Phenomenology of Photoemission Lineshapes of High Tc Superconductors

TL;DR

This paper introduces a phenomenological self-energy model to analyze photoemission data of high Tc superconductors, revealing doping-dependent behaviors of the superconducting gap and pseudogap phenomena.

Contribution

It provides a simple model to extract key electronic properties from photoemission data, highlighting the doping and temperature dependence of the superconducting gap and pseudogap.

Findings

Rapid suppression of scattering rate below Tc across doping levels

Doping-dependent temperature behavior of the superconducting gap

Pseudogap filling-in described by T-Tc broadening

Abstract

We introduce a simple phenomenological form for the self-energy which allows us to extract important information from angle resolved photoemission data on the high Tc superconductor Bi2212. First, we find a rapid suppression of the single particle scattering rate below Tc for all doping levels.
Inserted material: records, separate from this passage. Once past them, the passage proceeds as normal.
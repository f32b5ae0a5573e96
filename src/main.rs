//! Statusboard one-shot check
//!
//! Probes every configured target once and prints the status list.

use statusboard::config::Config;
use statusboard::status::{render_status_list, HttpProber, StatusTracker};
use clap::Parser;
use std::path::PathBuf;
use std::sync::Arc;

#[derive(Parser)]
#[command(name = "statusboard")]
#[command(version = env!("CARGO_PKG_VERSION"))]
#[command(about = "Probe every configured target once and print the result")]
struct Args {
    /// Config file (default: search the standard locations)
    #[arg(short, long)]
    config: Option<PathBuf>,
}

#[tokio::main]
async fn main() -> anyhow::Result<()> {
    let args = Args::parse();
    let config = Config::load_from(args.config.as_deref())?;
    statusboard::logging::init(&config.logging)?;

    tracing::info!("Statusboard v{}", env!("CARGO_PKG_VERSION"));

    let prober = Arc::new(HttpProber::new()?);
    let tracker = StatusTracker::new(prober).with_timeout(config.status.timeout());

    for target in config.status.targets.iter().cloned() {
        tracker.register_target(target).await;
    }

    if tracker.is_empty().await {
        println!("No status targets configured");
        return Ok(());
    }

    tracing::info!(
        targets = tracker.len().await,
        timeout_ms = config.status.timeout_ms,
        "Checking targets"
    );

    let summary = tracker.refresh_all().await;
    print!("{}", render_status_list(&tracker.snapshot().await));
    println!();
    println!(
        "{}/{} online ({} offline, {} timeout, {} error) in {} ms",
        summary.online,
        summary.probed,
        summary.offline,
        summary.timeout,
        summary.error,
        summary.duration_ms
    );

    Ok(())
}
//! Status Routes
//!
//! - GET /api/v1/status - Current snapshot with indicators
//! - POST /api/v1/status/refresh - Probe every target, then return the snapshot
//! - POST /api/v1/status/targets - Register a target

use axum::{extract::State, http::StatusCode, Json};
use std::sync::Arc;

use crate::api::dto::{
    RegisterTargetRequest, RegisterTargetResponse, StatusCounts, StatusEntry, StatusListResponse,
};
use crate::api::error::{ApiError, ApiResult};
use crate::api::state::AppState;
use crate::status::{render_dots, ProbeStrategy, StatusSnapshot, Target};

/// GET /api/v1/status
pub async fn get_status(State(state): State<Arc<AppState>>) -> Json<StatusListResponse> {
    Json(status_response(&state).await)
}

/// POST /api/v1/status/refresh
///
/// Completes once every probe has resolved, so the response never
/// contains a pending entry registered before the call.
pub async fn refresh_status(State(state): State<Arc<AppState>>) -> Json<StatusListResponse> {
    let summary = state.tracker.refresh_all().await;
    tracing::info!(
        probed = summary.probed,
        online = summary.online,
        duration_ms = summary.duration_ms,
        "Status refresh requested via API"
    );
    Json(status_response(&state).await)
}

/// POST /api/v1/status/targets
pub async fn register_target(
    State(state): State<Arc<AppState>>,
    Json(req): Json<RegisterTargetRequest>,
) -> ApiResult<(StatusCode, Json<RegisterTargetResponse>)> {
    let target = validate_target(req)?;

    let snapshot = StatusSnapshot::pending(target.clone());
    let index = state.tracker.register_target(target).await;

    tracing::info!(name = %snapshot.name, url = %snapshot.url, index, "Status target registered");

    Ok((
        StatusCode::CREATED,
        Json(RegisterTargetResponse {
            index,
            entry: StatusEntry::from(&snapshot),
        }),
    ))
}

async fn status_response(state: &AppState) -> StatusListResponse {
    let snapshot = state.tracker.snapshot().await;

    StatusListResponse {
        entries: snapshot.iter().map(StatusEntry::from).collect(),
        counts: StatusCounts::from_snapshots(&snapshot),
        dots: render_dots(&snapshot),
        last_refresh: state.tracker.last_summary(),
    }
}

fn validate_target(req: RegisterTargetRequest) -> ApiResult<Target> {
    let name = req.name.trim();
    if name.is_empty() {
        return Err(ApiError::Validation("Target name cannot be empty".to_string()));
    }

    let url = req.url.trim();
    let parsed = reqwest::Url::parse(url)
        .map_err(|e| ApiError::Validation(format!("Invalid url '{}': {}", url, e)))?;
    if !matches!(parsed.scheme(), "http" | "https") {
        return Err(ApiError::Validation(format!(
            "Unsupported url scheme '{}'",
            parsed.scheme()
        )));
    }

    let strategy = match req.strategy.as_deref() {
        Some(s) => s
            .parse::<ProbeStrategy>()
            .map_err(|e| ApiError::Validation(e.to_string()))?,
        None => ProbeStrategy::default(),
    };

    Ok(Target::new(name, url).strategy(strategy))
}

#[cfg(test)]
mod tests {
    use super::*;

    fn request(name: &str, url: &str, strategy: Option<&str>) -> RegisterTargetRequest {
        RegisterTargetRequest {
            name: name.to_string(),
            url: url.to_string(),
            strategy: strategy.map(str::to_string),
        }
    }

    #[test]
    fn test_validate_target() {
        let target = validate_target(request(" Mensa ", "https://example.com/menu", Some("json"))).unwrap();
        assert_eq!(target.name, "Mensa");
        assert_eq!(target.strategy, ProbeStrategy::WeeklyJson);

        assert!(validate_target(request("", "https://example.com", None)).is_err());
        assert!(validate_target(request("x", "not a url", None)).is_err());
        assert!(validate_target(request("x", "ftp://example.com", None)).is_err());
        assert!(validate_target(request("x", "https://example.com", Some("ping"))).is_err());
    }
}
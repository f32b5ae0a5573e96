//! Transit search history
//!
//! Recent searches and the last used search, kept in the local store.

use chrono::{DateTime, Utc};
use serde::{Deserialize, Serialize};
use std::sync::Arc;

use crate::store::{LocalStore, StoreResult};

const HISTORY_KEY: &str = "sbb:history";
const LAST_SEARCH_KEY: &str = "sbb:lastSearch";

/// Number of searches kept by default
pub const DEFAULT_HISTORY_LIMIT: usize = 10;

/// One remembered search
#[derive(Debug, Clone, PartialEq, Eq, Serialize, Deserialize)]
pub struct SearchRecord {
    pub from: String,
    pub to: String,
    #[serde(default)]
    pub datetime: Option<String>,
    pub timestamp: DateTime<Utc>,
}

impl SearchRecord {
    pub fn new(from: impl Into<String>, to: impl Into<String>, datetime: Option<String>) -> Self {
        Self {
            from: from.into(),
            to: to.into(),
            datetime,
            timestamp: Utc::now(),
        }
    }
}

/// Newest-first list of searches
pub struct SearchHistory {
    store: Arc<LocalStore>,
    limit: usize,
}

impl SearchHistory {
    pub fn new(store: Arc<LocalStore>) -> Self {
        Self {
            store,
            limit: DEFAULT_HISTORY_LIMIT,
        }
    }

    pub fn with_limit(mut self, limit: usize) -> Self {
        self.limit = limit;
        self
    }

    /// Prepend a search, dropping the oldest beyond the limit
    pub async fn save_search(&self, record: SearchRecord) -> StoreResult<()> {
        let limit = self.limit;
        self.store
            .update(HISTORY_KEY, Vec::new(), move |history: &mut Vec<SearchRecord>| {
                history.insert(0, record);
                history.truncate(limit);
            })
            .await?;
        Ok(())
    }

    pub async fn history(&self) -> Vec<SearchRecord> {
        self.store.get(HISTORY_KEY, Vec::new()).await
    }

    pub async fn save_last_search(&self, record: &SearchRecord) -> StoreResult<()> {
        self.store.set(LAST_SEARCH_KEY, record).await
    }

    pub async fn last_search(&self) -> Option<SearchRecord> {
        self.store.get(LAST_SEARCH_KEY, None).await
    }

    /// Remember a search both in the history and as the last search.
    /// Persistence failures are logged and otherwise ignored.
    pub async fn record(&self, record: SearchRecord) {
        if let Err(e) = self.save_last_search(&record).await {
            tracing::warn!(error = %e, "Failed to save last transit search");
        }
        if let Err(e) = self.save_search(record).await {
            tracing::warn!(error = %e, "Failed to save transit search history");
        }
    }
}

#[cfg(test)]
mod tests {
    use super::*;
    use tempfile::tempdir;

    async fn history_in(dir: &std::path::Path) -> SearchHistory {
        SearchHistory::new(Arc::new(LocalStore::open_in(dir).await))
    }

    #[tokio::test]
    async fn test_history_is_newest_first_and_capped() {
        let dir = tempdir().unwrap();
        let history = history_in(dir.path()).await;

        for i in 0..12 {
            history
                .save_search(SearchRecord::new(format!("from-{}", i), "Bern", None))
                .await
                .unwrap();
        }

        let entries = history.history().await;
        assert_eq!(entries.len(), DEFAULT_HISTORY_LIMIT);
        assert_eq!(entries[0].from, "from-11");
        assert_eq!(entries[9].from, "from-2");
    }

    #[tokio::test]
    async fn test_concurrent_searches_are_all_kept() {
        let dir = tempdir().unwrap();
        let history = history_in(dir.path()).await;

        let saves = (0..5).map(|i| history.save_search(SearchRecord::new(format!("from-{}", i), "Bern", None)));
        for result in futures_util::future::join_all(saves).await {
            result.unwrap();
        }

        let mut froms: Vec<String> = history.history().await.into_iter().map(|r| r.from).collect();
        froms.sort();
        assert_eq!(froms, vec!["from-0", "from-1", "from-2", "from-3", "from-4"]);
    }

    #[tokio::test]
    async fn test_concurrent_records_respect_limit() {
        let dir = tempdir().unwrap();
        let history = history_in(dir.path()).await.with_limit(3);

        let records = (0..8).map(|i| history.record(SearchRecord::new(format!("from-{}", i), "Bern", None)));
        futures_util::future::join_all(records).await;

        assert_eq!(history.history().await.len(), 3);
        assert!(history.last_search().await.is_some());
    }

    #[tokio::test]
    async fn test_custom_limit() {
        let dir = tempdir().unwrap();
        let history = history_in(dir.path()).await.with_limit(2);

        for from in ["a", "b", "c"] {
            history
                .save_search(SearchRecord::new(from, "x", None))
                .await
                .unwrap();
        }

        let froms: Vec<String> = history.history().await.into_iter().map(|r| r.from).collect();
        assert_eq!(froms, vec!["c", "b"]);
    }

    #[tokio::test]
    async fn test_last_search_round_trip() {
        let dir = tempdir().unwrap();
        let history = history_in(dir.path()).await;
        assert!(history.last_search().await.is_none());

        let record = SearchRecord::new("Zürich HB", "Bern", Some("2025-01-15T14:30:00".into()));
        history.record(record.clone()).await;

        let reopened = history_in(dir.path()).await;
        assert_eq!(reopened.last_search().await, Some(record.clone()));
        assert_eq!(reopened.history().await, vec![record]);
    }
}
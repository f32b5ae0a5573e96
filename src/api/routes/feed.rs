//! Feed Routes
//!
//! - GET /api/v1/feed - List activity items
//! - POST /api/v1/feed - Append an item

use axum::{extract::State, http::StatusCode, Json};
use chrono::Local;
use std::sync::Arc;

use crate::api::dto::{CreateFeedItemRequest, FeedResponse};
use crate::api::error::{ApiError, ApiResult};
use crate::api::state::AppState;
use crate::feed::{ActivityIcon, ActivityItem};

/// GET /api/v1/feed
pub async fn list_feed(State(state): State<Arc<AppState>>) -> Json<FeedResponse> {
    let items = state.feed.items().await;
    Json(FeedResponse {
        total: items.len(),
        items,
    })
}

/// POST /api/v1/feed
pub async fn create_feed_item(
    State(state): State<Arc<AppState>>,
    Json(req): Json<CreateFeedItemRequest>,
) -> ApiResult<(StatusCode, Json<ActivityItem>)> {
    if req.title.trim().is_empty() {
        return Err(ApiError::Validation("Item title cannot be empty".to_string()));
    }

    let icon = req
        .icon
        .as_deref()
        .map(ActivityIcon::from_name)
        .unwrap_or_default();
    let date = req.date.unwrap_or_else(|| Local::now().date_naive());

    let mut item = ActivityItem::new(icon, req.title.trim(), date, req.category, req.summary);
    item.action = req.action;

    let total = state.feed.push(item.clone()).await;
    tracing::debug!(title = %item.title, total, "Feed item added");

    Ok((StatusCode::CREATED, Json(item)))
}
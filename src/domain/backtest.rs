//! Backtest orchestration.
//!
//! Sequences provider → strategy registry → evaluation → summarization →
//! report. Every failure propagates to the caller unchanged; there is no
//! recovery and no retry at this level.

use crate::domain::error::RewindError;
use crate::domain::metrics::Summary;
use crate::domain::simulation::SimulationPoint;
use crate::domain::strategy::StrategyRegistry;
use crate::ports::history_port::HistoryPort;
use crate::ports::report_port::ReportPort;
use chrono::NaiveDate;

/// The five logical parameters of one run.
#[derive(Debug, Clone)]
pub struct BacktestRequest {
    pub ticker: String,
    pub start_date: Option<NaiveDate>,
    pub end_date: Option<NaiveDate>,
    pub strategy: String,
    pub initial_capital: f64,
}

#[derive(Debug, Clone)]
pub struct BacktestOutcome {
    pub series: Vec<SimulationPoint>,
    pub summary: Summary,
}

/// Run one backtest end to end and hand the result to the report port.
pub fn run_backtest(
    provider: &dyn HistoryPort,
    registry: &StrategyRegistry,
    report: &dyn ReportPort,
    request: &BacktestRequest,
) -> Result<BacktestOutcome, RewindError> {
    // Argument checks come before any data is touched.
    if !(request.initial_capital.is_finite() && request.initial_capital > 0.0) {
        return Err(RewindError::InvalidInput {
            reason: format!(
                "initial capital must be positive, got {}",
                request.initial_capital
            ),
        });
    }
    if let (Some(start), Some(end)) = (request.start_date, request.end_date) {
        if start > end {
            return Err(RewindError::InvalidInput {
                reason: format!("start date {start} is after end date {end}"),
            });
        }
    }

    let bars = provider.get_history(&request.ticker, request.start_date, request.end_date)?;

    let strategy = registry.resolve(&request.strategy)?;
    let series = strategy.evaluate(&bars, request.initial_capital)?;
    let summary = Summary::compute(&series, request.initial_capital)?;

    report.render(&series, &summary, request.initial_capital)?;

    Ok(BacktestOutcome { series, summary })
}
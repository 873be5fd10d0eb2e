//! Domain error types.

/// Top-level error type for traderewind.
#[derive(Debug, thiserror::Error)]
pub enum RewindError {
    #[error("invalid input: {reason}")]
    InvalidInput { reason: String },

    #[error("unknown strategy '{name}' (registered: {registered})")]
    UnknownStrategy { name: String, registered: String },

    #[error("insufficient data: {reason}")]
    InsufficientData { reason: String },

    #[error("no data for '{query}': {reason}")]
    NotFound { query: String, reason: String },

    #[error("'{name}' maps to multiple tickers: {}", tickers.join(", "))]
    AmbiguousTicker { name: String, tickers: Vec<String> },

    #[error("data error: {reason}")]
    Data { reason: String },

    #[error("config parse error in {file}: {reason}")]
    ConfigParse { file: String, reason: String },

    #[error("missing config key [{section}] {key}")]
    ConfigMissing { section: String, key: String },

    #[error("invalid config value [{section}] {key}: {reason}")]
    ConfigInvalid {
        section: String,
        key: String,
        reason: String,
    },

    #[error(transparent)]
    Io(#[from] std::io::Error),
}

impl From<&RewindError> for std::process::ExitCode {
    fn from(err: &RewindError) -> Self {
        let code: u8 = match err {
            RewindError::Io(_) => 1,
            RewindError::ConfigParse { .. }
            | RewindError::ConfigMissing { .. }
            | RewindError::ConfigInvalid { .. } => 2,
            RewindError::Data { .. } => 3,
            RewindError::InvalidInput { .. } | RewindError::UnknownStrategy { .. } => 4,
            RewindError::NotFound { .. }
            | RewindError::AmbiguousTicker { .. }
            | RewindError::InsufficientData { .. } => 5,
        };
        std::process::ExitCode::from(code)
    }
}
Second, we find that in the overdoped materials the gap Delta at all k-points on the Fermi surface has significant temperature dependence and vanishes near Tc. In contrast, in the underdoped samples such behavior is found only at k-points close to the diagonal. Near (pi,0), Delta is essentially T-independent in the underdoped samples. The filling-in of the pseudogap with increasing T is described by a broadening proportional to T-Tc, which is naturally explained by pairing correlations above Tc.